ところがこの「Re:TUS」を始めた時点でまだ手元にあったもとのTUSを読み直してみたら、ユースケともんじが恋におちる前提で書いているので「えっ、なんでユースケは急にもんじのこと好きになったの?!異性愛者だったじゃん?!」とか「なんでもんじはユースケのことを好きになっちゃったの?!」てことがことごとく書けていなくてウッ…ってなって、そこが煮詰まらないうちにこのあたりの段に入ってしまい。しかもユースケのキャラをだいぶ硬派な感じに変えてしまったからこの亡き妻に愛情がまだいっぱいあって復讐で心がいっぱいになってる男がなんで急にそのへんの若い男に心を持っていかれるのだ!!というのが最大の難関だったんですがまずは「連れて逃げる」とこまでは書けました。

「好きになったから一緒に逃げた」んじゃなくて「一緒に逃げてるうちに好きになる」に切り替えたらだいぶ楽になりました。
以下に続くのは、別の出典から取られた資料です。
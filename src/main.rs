use std::path::{Path, PathBuf};
use std::sync::Arc;

use alloy_dyn_abi::DynSolValue;
use alloy_primitives::Address;
use anyhow::{Context, Result};
use clap::{Parser, Subcommand};
use futures::future::join_all;
use serde_json::{json, Map, Value};
use tracing::info;
use tracing_subscriber::EnvFilter;

use omnicall::config::{self, ChainConfig, Config};
use omnicall::infrastructure::abi::{load_abi, parse_args, resolve_function, to_json};
use omnicall::infrastructure::ethereum::{canonical_address, AlloyEndpoint};
use omnicall::{
    ChainEndpoint, ChainId, ChainRegistry, ClientOptions, CrossChainBatchResult, DecoderChain,
    ExecuteOptions, Execution, LocalSigner, MultichainContract,
};

#[derive(Debug, Parser)]
#[command(
    name = "omnicall",
    version,
    about = "Omnicall: call one contract across many EVM chains"
)]
struct Args {
    /// Config file (defaults to $OMNICALL_CONFIG, then ~/.config/omnicall/config.toml)
    #[arg(long, global = true)]
    config: Option<PathBuf>,

    #[command(subcommand)]
    command: Command,
}

#[derive(Debug, Subcommand)]
enum Command {
    /// List configured chains
    Chains,

    /// Call a view function on every selected chain and print JSON
    Read {
        /// ABI JSON file (raw array or compiler artifact)
        #[arg(long)]
        abi: PathBuf,

        /// Contract address
        #[arg(long)]
        address: Address,

        /// Function name
        #[arg(long)]
        function: String,

        /// Chain id to query; repeatable (default: every configured chain)
        #[arg(long = "chain")]
        chains: Vec<u64>,

        /// Function arguments
        args: Vec<String>,
    },

    /// Send a transaction on every selected chain with the configured signer
    Send {
        /// ABI JSON file (raw array or compiler artifact)
        #[arg(long)]
        abi: PathBuf,

        /// Contract address
        #[arg(long)]
        address: Address,

        /// Function name
        #[arg(long)]
        function: String,

        /// Chain id to send on; repeatable (default: every configured chain)
        #[arg(long = "chain")]
        chains: Vec<u64>,

        /// Wait for each transaction to be mined
        #[arg(long)]
        wait: bool,

        /// Function arguments
        args: Vec<String>,
    },
}

#[tokio::main]
async fn main() -> Result<()> {
    init_tracing();
    let args = Args::parse();

    let config = match &args.config {
        Some(path) => config::load_from(path),
        None => config::load(),
    }
    .context("Failed to load config")?;

    match args.command {
        Command::Chains => {
            list_chains(&config);
            Ok(())
        }
        Command::Read {
            abi,
            address,
            function,
            chains,
            args,
        } => read(&config, abi, address, &function, &chains, &args).await,
        Command::Send {
            abi,
            address,
            function,
            chains,
            wait,
            args,
        } => send(&config, abi, address, &function, &chains, wait, &args).await,
    }
}

fn init_tracing() {
    let filter = EnvFilter::try_from_default_env().unwrap_or_else(|_| EnvFilter::new("omnicall=info"));
    tracing_subscriber::fmt()
        .with_env_filter(filter)
        .with_writer(std::io::stderr)
        .init();
}

fn list_chains(config: &Config) {
    if config.chains.is_empty() {
        println!("No chains configured ({})", config_location());
        return;
    }

    for chain in &config.chains {
        let endpoint = chain
            .provider_config()
            .map(|provider| provider.display())
            .unwrap_or_else(|err| format!("<{}>", err));
        let aggregation = match chain.multicall_address() {
            Ok(Some(address)) => address.to_checksum(None),
            Ok(None) if canonical_address(chain.chain_id()).is_some() => "canonical".to_string(),
            Ok(None) => "none".to_string(),
            Err(err) => format!("<{}>", err),
        };
        println!(
            "{:>10}  {:<16} {:<40} multicall={} mode={:?}",
            chain.chain_id,
            chain.display_name(),
            endpoint,
            aggregation,
            chain.multicall_mode()
        );
    }
}

fn config_location() -> String {
    config::config_path()
        .map(|path| path.display().to_string())
        .unwrap_or_else(|| "no config path".to_string())
}

/// Contract bound to the selected chains, plus chains that failed to connect
struct Session {
    args: Vec<DynSolValue>,
    contract: MultichainContract,
    pending: Vec<ChainId>,
    failures: Map<String, Value>,
}

async fn open_session(
    config: &Config,
    abi_path: &Path,
    function: &str,
    chains: &[u64],
    raw_args: &[String],
    options: ClientOptions,
) -> Result<Session> {
    let abi = Arc::new(
        load_abi(abi_path).with_context(|| format!("Failed to load ABI {}", abi_path.display()))?,
    );
    let args = parse_args(resolve_function(&abi, function, raw_args.len())?, raw_args)?;

    let requested: Vec<ChainId> = if chains.is_empty() {
        config.chains.iter().map(ChainConfig::chain_id).collect()
    } else {
        chains.iter().copied().map(ChainId).collect()
    };
    let selected: Vec<&ChainConfig> = config
        .chains
        .iter()
        .filter(|chain| requested.contains(&chain.chain_id()))
        .collect();

    // A chain that fails to connect is reported, the rest still run
    let mut failures = Map::new();
    let mut endpoints: Vec<Arc<dyn ChainEndpoint>> = Vec::new();
    for (chain, connected) in selected
        .iter()
        .zip(join_all(selected.iter().map(|chain| AlloyEndpoint::connect(chain))).await)
    {
        match connected {
            Ok(endpoint) => endpoints.push(Arc::new(endpoint)),
            Err(err) => {
                failures.insert(chain.chain_id.to_string(), Value::String(err.to_string()));
            }
        }
    }

    let options = selected.iter().fold(
        options.with_decoder(DecoderChain::for_abi(&abi)),
        |options, chain| options.with_chain_multicall(chain.chain_id(), chain.multicall_mode()),
    );
    let registry = ChainRegistry::new(endpoints).context("Invalid chain set")?;
    let contract = MultichainContract::new(abi, registry, options);

    let pending = requested
        .into_iter()
        .filter(|id| !failures.contains_key(&id.to_string()))
        .collect();

    Ok(Session {
        args,
        contract,
        pending,
        failures,
    })
}

fn print_outcome<T>(
    function: &str,
    address: Address,
    outcome: CrossChainBatchResult<T>,
    mut failures: Map<String, Value>,
    render: impl Fn(&T) -> Value,
) -> Result<()> {
    let results: Map<String, Value> = outcome
        .results_by_chain
        .iter()
        .map(|(chain_id, value)| (chain_id.to_string(), render(value)))
        .collect();
    for failure in &outcome.failed_chains {
        failures.insert(
            failure.chain_id.to_string(),
            Value::String(failure.error.to_string()),
        );
    }

    let output = json!({
        "function": function,
        "address": address.to_checksum(None),
        "results": results,
        "failures": failures,
    });
    println!("{}", serde_json::to_string_pretty(&output)?);
    Ok(())
}

async fn read(
    config: &Config,
    abi_path: PathBuf,
    address: Address,
    function: &str,
    chains: &[u64],
    raw_args: &[String],
) -> Result<()> {
    let session = open_session(
        config,
        &abi_path,
        function,
        chains,
        raw_args,
        ClientOptions::default(),
    )
    .await?;
    let outcome = session
        .contract
        .read_across(&session.pending, address, function, &session.args)
        .await;
    print_outcome(function, address, outcome, session.failures, to_json)
}

async fn send(
    config: &Config,
    abi_path: PathBuf,
    address: Address,
    function: &str,
    chains: &[u64],
    wait: bool,
    raw_args: &[String],
) -> Result<()> {
    let signer_config = config
        .signer
        .as_ref()
        .context("No [signer] section in config")?;
    let signer = LocalSigner::from_config(signer_config).context("Failed to load signer")?;
    info!(account = %signer.address(), "signing with local key");

    let options = ClientOptions::default().with_signer(Arc::new(signer));
    let session = open_session(config, &abi_path, function, chains, raw_args, options).await?;

    let execute = if wait {
        ExecuteOptions::wait()
    } else {
        ExecuteOptions::default()
    };
    let outcome = session
        .contract
        .execute_across(&session.pending, address, function, &session.args, execute)
        .await;
    print_outcome(function, address, outcome, session.failures, |execution| match execution {
        Execution::Submitted(hash) => json!({ "hash": hash.to_string() }),
        Execution::Confirmed(receipt) => json!({
            "hash": receipt.transaction_hash.to_string(),
            "block": receipt.block_number,
            "gas_used": receipt.gas_used,
            "success": receipt.success,
        }),
    })
}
​あとはユースケの気持ちがどこから恋愛感情に切り替わるのか、はたまたなんか恋愛感情とかよくわからなそうなもんじが果たしてユースケに恋することが出来るのか、勝負はこれからです(勝負…)。

​本来ならこの後、捕まったり監禁されたり拷問されたり殺されかけたりまた再会したりまた捕まったりいっぱいあるんだけど、どうせ元テキストなくて正確には覚えていないのでもっとスッキリした筋立てに変えようと思います!